DIRECTIONS FOR THIS TASK
Only one stretch of the data below is needed. Output the lines from the one with "assert!(result.breakdown.sanctions.is_sanctioned);" up to and including the one with "a delay between.", exactly as they stand.

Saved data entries
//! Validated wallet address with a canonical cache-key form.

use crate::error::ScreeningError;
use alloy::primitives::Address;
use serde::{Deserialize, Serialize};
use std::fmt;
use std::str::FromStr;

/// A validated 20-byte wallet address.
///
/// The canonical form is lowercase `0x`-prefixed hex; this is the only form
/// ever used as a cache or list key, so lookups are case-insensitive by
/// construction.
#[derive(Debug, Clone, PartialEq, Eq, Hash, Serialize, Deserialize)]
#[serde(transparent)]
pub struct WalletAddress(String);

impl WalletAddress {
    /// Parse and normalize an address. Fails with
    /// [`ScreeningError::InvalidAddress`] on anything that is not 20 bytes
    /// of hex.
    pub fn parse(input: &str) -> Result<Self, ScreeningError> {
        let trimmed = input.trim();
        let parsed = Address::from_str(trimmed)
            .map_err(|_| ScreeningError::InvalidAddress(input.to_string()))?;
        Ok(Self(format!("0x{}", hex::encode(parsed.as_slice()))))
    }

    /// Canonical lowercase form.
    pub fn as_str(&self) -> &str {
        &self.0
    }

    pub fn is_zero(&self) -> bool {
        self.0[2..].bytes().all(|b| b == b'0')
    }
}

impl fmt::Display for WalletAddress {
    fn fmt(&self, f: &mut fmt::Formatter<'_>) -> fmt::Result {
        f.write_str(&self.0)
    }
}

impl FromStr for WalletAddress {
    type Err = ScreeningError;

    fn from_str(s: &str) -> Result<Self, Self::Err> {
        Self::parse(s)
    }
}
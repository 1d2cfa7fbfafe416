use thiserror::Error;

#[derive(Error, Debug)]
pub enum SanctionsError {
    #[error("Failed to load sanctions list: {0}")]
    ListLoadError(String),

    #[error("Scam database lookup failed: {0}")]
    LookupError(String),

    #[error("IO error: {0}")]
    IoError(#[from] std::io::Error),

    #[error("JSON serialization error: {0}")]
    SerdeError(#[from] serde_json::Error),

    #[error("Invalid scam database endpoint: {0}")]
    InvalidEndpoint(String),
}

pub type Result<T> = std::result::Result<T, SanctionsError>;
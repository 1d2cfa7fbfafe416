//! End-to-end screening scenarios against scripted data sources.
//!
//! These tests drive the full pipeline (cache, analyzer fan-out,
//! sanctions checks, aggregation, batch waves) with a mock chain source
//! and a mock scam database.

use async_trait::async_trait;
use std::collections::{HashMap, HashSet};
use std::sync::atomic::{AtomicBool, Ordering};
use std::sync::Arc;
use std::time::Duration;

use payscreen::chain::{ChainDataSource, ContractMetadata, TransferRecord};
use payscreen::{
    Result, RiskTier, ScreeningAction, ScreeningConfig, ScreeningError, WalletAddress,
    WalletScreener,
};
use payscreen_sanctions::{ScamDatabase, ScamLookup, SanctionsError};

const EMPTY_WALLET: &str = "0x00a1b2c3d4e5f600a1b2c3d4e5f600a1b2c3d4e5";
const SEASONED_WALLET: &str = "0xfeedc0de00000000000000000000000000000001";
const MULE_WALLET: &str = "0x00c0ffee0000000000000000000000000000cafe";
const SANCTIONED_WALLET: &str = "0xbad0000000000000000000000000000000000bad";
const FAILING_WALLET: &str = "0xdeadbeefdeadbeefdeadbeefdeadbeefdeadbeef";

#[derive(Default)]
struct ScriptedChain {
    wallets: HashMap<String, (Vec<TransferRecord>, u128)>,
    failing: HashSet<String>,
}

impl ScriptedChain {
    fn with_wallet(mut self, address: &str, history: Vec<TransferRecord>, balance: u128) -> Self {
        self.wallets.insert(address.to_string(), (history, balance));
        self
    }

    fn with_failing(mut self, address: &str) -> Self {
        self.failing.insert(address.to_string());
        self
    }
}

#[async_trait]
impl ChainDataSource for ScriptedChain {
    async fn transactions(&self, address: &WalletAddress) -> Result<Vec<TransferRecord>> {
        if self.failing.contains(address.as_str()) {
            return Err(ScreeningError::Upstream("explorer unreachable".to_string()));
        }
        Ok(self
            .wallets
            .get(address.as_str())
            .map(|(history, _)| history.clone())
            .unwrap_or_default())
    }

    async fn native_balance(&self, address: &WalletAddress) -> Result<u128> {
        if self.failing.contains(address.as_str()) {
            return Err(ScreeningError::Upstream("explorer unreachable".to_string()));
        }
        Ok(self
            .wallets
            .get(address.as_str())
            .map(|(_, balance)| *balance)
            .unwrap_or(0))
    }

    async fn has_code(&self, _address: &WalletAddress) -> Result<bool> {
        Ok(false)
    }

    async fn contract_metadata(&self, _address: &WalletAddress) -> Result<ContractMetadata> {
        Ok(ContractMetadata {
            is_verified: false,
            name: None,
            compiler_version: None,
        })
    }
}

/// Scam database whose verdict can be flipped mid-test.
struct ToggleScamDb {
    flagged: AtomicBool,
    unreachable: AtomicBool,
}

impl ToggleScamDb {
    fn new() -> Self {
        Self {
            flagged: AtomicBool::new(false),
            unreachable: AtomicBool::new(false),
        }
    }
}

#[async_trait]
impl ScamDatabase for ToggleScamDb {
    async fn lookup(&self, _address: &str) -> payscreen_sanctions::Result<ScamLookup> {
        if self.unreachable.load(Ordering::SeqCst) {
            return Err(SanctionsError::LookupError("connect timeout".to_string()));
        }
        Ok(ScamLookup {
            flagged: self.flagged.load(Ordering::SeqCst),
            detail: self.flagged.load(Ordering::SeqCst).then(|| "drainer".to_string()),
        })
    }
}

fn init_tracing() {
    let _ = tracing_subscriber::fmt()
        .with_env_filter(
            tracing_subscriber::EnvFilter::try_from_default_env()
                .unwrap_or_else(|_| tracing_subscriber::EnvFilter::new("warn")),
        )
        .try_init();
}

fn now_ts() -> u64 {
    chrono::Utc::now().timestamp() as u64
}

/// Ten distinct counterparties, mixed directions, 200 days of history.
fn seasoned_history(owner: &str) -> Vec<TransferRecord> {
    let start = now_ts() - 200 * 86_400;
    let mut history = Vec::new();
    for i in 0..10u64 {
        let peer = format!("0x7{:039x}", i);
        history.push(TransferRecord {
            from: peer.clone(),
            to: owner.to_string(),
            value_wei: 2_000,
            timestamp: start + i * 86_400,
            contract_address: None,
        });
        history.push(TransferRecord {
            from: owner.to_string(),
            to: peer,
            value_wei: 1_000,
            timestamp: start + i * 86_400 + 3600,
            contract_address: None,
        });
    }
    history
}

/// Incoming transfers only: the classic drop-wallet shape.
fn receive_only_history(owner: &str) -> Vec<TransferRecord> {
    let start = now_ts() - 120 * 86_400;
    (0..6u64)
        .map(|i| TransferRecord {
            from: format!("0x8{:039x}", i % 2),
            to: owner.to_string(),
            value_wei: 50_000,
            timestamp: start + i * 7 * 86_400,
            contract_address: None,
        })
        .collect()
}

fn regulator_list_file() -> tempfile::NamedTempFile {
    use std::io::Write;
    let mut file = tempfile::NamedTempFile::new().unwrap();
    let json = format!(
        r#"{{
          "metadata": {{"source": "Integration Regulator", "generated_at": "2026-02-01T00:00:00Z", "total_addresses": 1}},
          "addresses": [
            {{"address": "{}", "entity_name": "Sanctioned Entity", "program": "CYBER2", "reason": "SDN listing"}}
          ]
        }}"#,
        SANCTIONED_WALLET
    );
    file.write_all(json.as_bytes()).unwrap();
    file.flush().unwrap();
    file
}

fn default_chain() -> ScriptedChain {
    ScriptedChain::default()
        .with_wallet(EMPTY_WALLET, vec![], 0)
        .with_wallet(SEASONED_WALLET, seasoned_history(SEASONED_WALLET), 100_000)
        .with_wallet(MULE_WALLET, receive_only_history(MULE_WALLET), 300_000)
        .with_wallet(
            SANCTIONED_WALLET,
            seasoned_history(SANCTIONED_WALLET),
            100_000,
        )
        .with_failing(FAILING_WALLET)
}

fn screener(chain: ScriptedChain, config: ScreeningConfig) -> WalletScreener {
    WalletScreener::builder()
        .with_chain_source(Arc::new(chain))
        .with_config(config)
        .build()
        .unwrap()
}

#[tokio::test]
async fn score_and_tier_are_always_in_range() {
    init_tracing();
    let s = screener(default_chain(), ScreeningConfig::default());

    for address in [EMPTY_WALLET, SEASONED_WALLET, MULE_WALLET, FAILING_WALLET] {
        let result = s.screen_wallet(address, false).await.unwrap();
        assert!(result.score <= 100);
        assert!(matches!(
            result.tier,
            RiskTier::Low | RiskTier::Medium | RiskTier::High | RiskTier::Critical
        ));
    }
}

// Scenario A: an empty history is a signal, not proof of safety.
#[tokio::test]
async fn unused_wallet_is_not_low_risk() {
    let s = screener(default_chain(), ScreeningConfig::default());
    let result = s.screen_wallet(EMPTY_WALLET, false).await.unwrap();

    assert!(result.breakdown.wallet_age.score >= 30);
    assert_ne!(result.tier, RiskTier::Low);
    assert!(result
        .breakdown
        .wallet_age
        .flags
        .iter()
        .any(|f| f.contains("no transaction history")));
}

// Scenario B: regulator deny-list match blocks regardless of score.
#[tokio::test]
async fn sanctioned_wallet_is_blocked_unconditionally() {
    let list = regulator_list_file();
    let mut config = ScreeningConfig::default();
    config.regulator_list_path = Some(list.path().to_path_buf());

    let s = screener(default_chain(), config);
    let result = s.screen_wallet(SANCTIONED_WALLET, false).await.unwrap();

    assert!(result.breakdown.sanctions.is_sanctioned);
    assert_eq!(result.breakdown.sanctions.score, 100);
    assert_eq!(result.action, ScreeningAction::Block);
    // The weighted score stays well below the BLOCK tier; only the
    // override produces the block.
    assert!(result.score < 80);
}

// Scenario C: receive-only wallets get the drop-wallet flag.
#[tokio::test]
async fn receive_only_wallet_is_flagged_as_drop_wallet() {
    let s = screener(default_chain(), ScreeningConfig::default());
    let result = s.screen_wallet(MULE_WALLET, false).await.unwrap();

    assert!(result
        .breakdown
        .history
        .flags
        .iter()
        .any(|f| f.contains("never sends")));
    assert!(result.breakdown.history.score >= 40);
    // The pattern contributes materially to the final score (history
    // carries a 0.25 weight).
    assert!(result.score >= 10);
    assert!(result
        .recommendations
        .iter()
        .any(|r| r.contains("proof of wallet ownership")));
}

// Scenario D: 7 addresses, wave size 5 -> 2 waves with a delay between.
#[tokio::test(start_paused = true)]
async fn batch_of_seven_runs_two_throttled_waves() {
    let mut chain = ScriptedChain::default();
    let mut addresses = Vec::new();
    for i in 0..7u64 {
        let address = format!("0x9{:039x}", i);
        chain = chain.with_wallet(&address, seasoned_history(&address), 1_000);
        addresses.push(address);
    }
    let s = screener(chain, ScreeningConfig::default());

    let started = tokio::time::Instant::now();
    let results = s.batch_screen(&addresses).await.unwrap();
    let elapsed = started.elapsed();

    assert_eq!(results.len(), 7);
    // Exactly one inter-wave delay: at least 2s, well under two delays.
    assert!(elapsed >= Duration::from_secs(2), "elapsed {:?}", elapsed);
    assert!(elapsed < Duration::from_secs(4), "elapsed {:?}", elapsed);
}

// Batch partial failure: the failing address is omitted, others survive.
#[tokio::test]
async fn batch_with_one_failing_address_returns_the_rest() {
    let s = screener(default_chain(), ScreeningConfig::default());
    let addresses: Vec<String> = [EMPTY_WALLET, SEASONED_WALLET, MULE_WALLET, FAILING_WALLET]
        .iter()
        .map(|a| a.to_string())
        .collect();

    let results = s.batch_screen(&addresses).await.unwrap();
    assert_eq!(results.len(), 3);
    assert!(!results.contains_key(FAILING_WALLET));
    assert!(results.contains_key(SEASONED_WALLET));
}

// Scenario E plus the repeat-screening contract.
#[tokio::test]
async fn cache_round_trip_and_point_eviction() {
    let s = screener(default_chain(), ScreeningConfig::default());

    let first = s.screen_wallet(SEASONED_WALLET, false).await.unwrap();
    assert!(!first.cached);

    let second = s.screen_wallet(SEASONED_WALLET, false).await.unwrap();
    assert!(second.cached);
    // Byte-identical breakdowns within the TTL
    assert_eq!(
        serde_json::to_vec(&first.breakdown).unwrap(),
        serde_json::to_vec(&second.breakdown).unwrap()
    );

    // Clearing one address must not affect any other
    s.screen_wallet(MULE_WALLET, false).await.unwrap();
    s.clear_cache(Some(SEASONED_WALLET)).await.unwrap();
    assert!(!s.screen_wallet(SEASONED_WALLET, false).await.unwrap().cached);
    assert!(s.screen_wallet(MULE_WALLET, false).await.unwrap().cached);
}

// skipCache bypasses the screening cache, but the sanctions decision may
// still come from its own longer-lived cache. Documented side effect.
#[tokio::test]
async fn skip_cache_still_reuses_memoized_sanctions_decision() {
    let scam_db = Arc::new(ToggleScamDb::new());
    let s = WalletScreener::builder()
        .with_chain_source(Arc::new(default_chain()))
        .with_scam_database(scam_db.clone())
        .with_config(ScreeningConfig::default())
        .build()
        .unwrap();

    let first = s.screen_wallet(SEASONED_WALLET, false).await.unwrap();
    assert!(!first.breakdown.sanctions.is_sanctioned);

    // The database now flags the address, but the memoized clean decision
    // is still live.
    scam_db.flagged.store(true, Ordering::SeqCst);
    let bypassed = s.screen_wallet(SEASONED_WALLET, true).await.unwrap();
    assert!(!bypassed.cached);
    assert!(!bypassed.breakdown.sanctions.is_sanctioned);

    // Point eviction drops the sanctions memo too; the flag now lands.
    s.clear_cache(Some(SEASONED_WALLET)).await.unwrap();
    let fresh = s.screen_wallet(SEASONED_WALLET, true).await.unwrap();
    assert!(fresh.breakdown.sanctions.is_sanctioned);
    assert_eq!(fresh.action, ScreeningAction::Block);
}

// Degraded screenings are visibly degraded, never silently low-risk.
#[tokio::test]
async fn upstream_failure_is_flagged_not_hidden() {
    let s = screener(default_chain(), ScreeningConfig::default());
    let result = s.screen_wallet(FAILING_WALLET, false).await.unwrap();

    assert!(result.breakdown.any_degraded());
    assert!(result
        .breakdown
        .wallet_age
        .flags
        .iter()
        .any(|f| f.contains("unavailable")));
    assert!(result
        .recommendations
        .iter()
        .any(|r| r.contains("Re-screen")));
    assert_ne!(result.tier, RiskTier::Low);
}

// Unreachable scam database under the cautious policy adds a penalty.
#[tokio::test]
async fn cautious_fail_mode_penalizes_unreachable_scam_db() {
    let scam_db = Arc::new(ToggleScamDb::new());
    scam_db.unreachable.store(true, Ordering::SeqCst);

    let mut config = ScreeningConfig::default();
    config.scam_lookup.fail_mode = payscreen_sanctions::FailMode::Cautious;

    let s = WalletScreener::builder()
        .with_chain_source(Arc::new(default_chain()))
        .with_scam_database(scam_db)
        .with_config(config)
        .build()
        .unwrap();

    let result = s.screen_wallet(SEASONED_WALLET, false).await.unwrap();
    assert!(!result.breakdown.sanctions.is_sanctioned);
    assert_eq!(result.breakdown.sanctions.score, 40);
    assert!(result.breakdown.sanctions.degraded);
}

OUTPUT
    assert!(result.breakdown.sanctions.is_sanctioned);
    assert_eq!(result.breakdown.sanctions.score, 100);
    assert_eq!(result.action, ScreeningAction::Block);
    // The weighted score stays well below the BLOCK tier; only the
    // override produces the block.
    assert!(result.score < 80);
}

// Scenario C: receive-only wallets get the drop-wallet flag.
#[tokio::test]
async fn receive_only_wallet_is_flagged_as_drop_wallet() {
    let s = screener(default_chain(), ScreeningConfig::default());
    let result = s.screen_wallet(MULE_WALLET, false).await.unwrap();

    assert!(result
        .breakdown
        .history
        .flags
        .iter()
        .any(|f| f.contains("never sends")));
    assert!(result.breakdown.history.score >= 40);
    // The pattern contributes materially to the final score (history
    // carries a 0.25 weight).
    assert!(result.score >= 10);
    assert!(result
        .recommendations
        .iter()
        .any(|r| r.contains("proof of wallet ownership")));
}

// Scenario D: 7 addresses, wave size 5 -> 2 waves with a delay between.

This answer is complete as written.